Task goal | Total the lines of the entries below that hold the string "level", then write only that total.

Material provided |
########################################

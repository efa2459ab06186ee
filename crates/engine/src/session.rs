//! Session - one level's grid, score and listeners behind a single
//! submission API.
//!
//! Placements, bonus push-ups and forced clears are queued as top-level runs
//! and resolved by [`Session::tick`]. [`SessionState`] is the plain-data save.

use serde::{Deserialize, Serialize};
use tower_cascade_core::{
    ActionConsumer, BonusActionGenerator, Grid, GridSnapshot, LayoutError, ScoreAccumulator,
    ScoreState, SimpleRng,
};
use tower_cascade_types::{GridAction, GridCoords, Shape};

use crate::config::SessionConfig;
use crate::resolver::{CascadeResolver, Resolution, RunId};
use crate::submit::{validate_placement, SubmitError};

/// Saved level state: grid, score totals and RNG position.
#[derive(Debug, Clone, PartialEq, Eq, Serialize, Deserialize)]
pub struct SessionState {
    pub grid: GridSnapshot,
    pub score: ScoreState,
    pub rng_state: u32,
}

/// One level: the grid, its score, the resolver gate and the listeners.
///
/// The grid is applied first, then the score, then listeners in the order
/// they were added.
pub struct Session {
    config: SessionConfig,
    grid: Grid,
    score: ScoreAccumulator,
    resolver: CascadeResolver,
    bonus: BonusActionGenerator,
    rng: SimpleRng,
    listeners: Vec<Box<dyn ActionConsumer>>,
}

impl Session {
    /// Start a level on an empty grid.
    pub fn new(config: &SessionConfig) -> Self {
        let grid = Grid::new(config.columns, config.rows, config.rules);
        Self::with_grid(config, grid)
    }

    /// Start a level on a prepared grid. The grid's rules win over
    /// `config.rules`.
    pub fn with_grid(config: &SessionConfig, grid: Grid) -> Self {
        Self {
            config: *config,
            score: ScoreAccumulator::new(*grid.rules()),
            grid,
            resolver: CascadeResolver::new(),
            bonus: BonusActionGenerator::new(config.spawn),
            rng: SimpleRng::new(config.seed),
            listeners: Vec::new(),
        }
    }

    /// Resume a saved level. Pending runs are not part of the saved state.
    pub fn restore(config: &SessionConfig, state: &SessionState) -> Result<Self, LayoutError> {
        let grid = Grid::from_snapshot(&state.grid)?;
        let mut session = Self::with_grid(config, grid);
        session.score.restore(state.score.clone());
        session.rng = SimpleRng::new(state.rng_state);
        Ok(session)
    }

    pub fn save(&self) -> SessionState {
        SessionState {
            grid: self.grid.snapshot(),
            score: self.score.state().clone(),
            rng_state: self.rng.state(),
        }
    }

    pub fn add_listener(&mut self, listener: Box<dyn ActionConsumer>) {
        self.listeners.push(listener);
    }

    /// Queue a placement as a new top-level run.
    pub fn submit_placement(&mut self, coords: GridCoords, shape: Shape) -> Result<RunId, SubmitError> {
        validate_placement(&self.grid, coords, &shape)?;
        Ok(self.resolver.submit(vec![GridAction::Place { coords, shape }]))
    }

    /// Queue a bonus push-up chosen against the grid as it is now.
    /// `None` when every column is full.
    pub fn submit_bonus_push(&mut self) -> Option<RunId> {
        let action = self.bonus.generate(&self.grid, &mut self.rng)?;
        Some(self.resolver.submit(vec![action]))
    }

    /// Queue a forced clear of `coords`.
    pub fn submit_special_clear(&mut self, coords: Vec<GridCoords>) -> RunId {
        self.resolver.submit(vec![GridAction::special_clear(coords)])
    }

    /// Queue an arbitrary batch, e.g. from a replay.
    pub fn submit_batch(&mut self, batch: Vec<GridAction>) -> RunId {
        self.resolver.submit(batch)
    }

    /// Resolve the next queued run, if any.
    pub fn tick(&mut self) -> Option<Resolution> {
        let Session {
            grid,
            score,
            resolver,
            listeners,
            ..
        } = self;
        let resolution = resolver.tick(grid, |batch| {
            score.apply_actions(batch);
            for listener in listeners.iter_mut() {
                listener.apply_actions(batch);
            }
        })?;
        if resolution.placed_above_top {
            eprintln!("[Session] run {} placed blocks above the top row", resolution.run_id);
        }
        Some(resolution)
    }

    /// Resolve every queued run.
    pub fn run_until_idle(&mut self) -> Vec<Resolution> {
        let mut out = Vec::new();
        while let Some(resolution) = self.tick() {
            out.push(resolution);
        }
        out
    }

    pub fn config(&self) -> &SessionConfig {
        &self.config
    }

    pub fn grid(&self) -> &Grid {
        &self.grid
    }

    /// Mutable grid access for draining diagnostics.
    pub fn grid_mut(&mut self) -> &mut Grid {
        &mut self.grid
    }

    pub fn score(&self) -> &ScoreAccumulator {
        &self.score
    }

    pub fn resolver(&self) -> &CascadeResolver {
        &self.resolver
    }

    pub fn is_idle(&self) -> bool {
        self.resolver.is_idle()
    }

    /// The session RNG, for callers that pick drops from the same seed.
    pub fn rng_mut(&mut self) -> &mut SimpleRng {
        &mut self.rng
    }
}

########################################

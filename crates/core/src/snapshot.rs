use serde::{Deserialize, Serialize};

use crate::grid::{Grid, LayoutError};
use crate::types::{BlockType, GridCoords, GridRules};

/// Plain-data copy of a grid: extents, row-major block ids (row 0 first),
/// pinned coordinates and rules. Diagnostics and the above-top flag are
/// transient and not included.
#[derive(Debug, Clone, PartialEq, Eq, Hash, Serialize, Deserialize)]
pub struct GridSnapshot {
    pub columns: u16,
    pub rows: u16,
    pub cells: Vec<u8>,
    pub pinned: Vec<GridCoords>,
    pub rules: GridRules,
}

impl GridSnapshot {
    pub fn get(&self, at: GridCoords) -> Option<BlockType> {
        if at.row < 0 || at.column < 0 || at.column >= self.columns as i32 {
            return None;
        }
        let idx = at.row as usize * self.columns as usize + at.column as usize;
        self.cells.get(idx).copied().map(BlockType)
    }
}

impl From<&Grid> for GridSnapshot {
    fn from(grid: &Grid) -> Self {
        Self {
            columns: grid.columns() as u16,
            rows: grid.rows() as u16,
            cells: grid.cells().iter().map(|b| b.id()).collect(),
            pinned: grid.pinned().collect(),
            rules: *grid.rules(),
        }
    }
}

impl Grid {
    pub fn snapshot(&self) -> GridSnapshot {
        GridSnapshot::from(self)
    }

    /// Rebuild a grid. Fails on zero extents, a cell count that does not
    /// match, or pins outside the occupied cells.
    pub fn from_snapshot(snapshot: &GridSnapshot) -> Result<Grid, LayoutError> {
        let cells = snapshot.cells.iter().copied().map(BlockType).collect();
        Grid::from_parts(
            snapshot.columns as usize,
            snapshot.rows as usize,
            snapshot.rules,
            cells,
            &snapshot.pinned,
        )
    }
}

########################################

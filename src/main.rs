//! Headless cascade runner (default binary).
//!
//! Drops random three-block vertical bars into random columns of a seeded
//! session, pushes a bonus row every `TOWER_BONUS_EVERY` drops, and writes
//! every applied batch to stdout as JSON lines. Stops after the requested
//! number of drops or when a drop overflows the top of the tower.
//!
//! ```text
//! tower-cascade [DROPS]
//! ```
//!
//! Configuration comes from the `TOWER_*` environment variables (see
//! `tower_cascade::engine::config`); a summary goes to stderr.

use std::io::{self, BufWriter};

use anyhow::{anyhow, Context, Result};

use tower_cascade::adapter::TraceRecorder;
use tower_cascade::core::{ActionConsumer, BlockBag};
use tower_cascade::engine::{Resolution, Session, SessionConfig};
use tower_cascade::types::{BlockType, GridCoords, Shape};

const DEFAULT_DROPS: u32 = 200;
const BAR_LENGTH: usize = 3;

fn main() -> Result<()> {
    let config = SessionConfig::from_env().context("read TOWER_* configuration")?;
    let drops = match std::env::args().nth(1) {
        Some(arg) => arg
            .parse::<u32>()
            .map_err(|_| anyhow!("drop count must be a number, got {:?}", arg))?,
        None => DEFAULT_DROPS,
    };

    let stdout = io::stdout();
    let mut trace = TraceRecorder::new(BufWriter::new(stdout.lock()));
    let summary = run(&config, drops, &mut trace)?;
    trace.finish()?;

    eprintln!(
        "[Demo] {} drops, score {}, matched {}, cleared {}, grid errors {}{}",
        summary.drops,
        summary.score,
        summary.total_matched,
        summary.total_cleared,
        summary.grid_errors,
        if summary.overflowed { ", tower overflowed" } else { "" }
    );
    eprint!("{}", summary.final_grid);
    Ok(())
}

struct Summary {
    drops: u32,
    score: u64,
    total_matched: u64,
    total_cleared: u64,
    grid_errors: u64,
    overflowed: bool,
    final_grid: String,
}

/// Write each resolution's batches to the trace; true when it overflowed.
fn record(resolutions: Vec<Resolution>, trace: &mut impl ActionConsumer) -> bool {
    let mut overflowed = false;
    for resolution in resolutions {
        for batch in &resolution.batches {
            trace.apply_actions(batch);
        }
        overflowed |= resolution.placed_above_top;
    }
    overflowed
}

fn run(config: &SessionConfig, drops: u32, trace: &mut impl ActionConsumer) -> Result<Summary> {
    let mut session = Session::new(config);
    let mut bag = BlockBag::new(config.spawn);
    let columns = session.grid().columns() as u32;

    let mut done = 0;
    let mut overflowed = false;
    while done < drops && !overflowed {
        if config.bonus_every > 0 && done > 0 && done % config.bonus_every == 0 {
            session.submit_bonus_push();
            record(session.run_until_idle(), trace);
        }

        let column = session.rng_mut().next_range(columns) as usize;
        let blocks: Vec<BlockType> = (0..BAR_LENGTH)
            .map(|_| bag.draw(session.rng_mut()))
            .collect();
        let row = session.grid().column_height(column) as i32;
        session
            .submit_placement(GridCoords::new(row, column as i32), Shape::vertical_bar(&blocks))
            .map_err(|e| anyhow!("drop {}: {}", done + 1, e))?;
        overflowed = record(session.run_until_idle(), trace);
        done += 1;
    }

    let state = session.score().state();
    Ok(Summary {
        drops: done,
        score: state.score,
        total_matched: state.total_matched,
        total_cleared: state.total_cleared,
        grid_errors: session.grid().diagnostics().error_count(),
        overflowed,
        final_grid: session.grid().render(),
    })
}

########################################

Task response | 8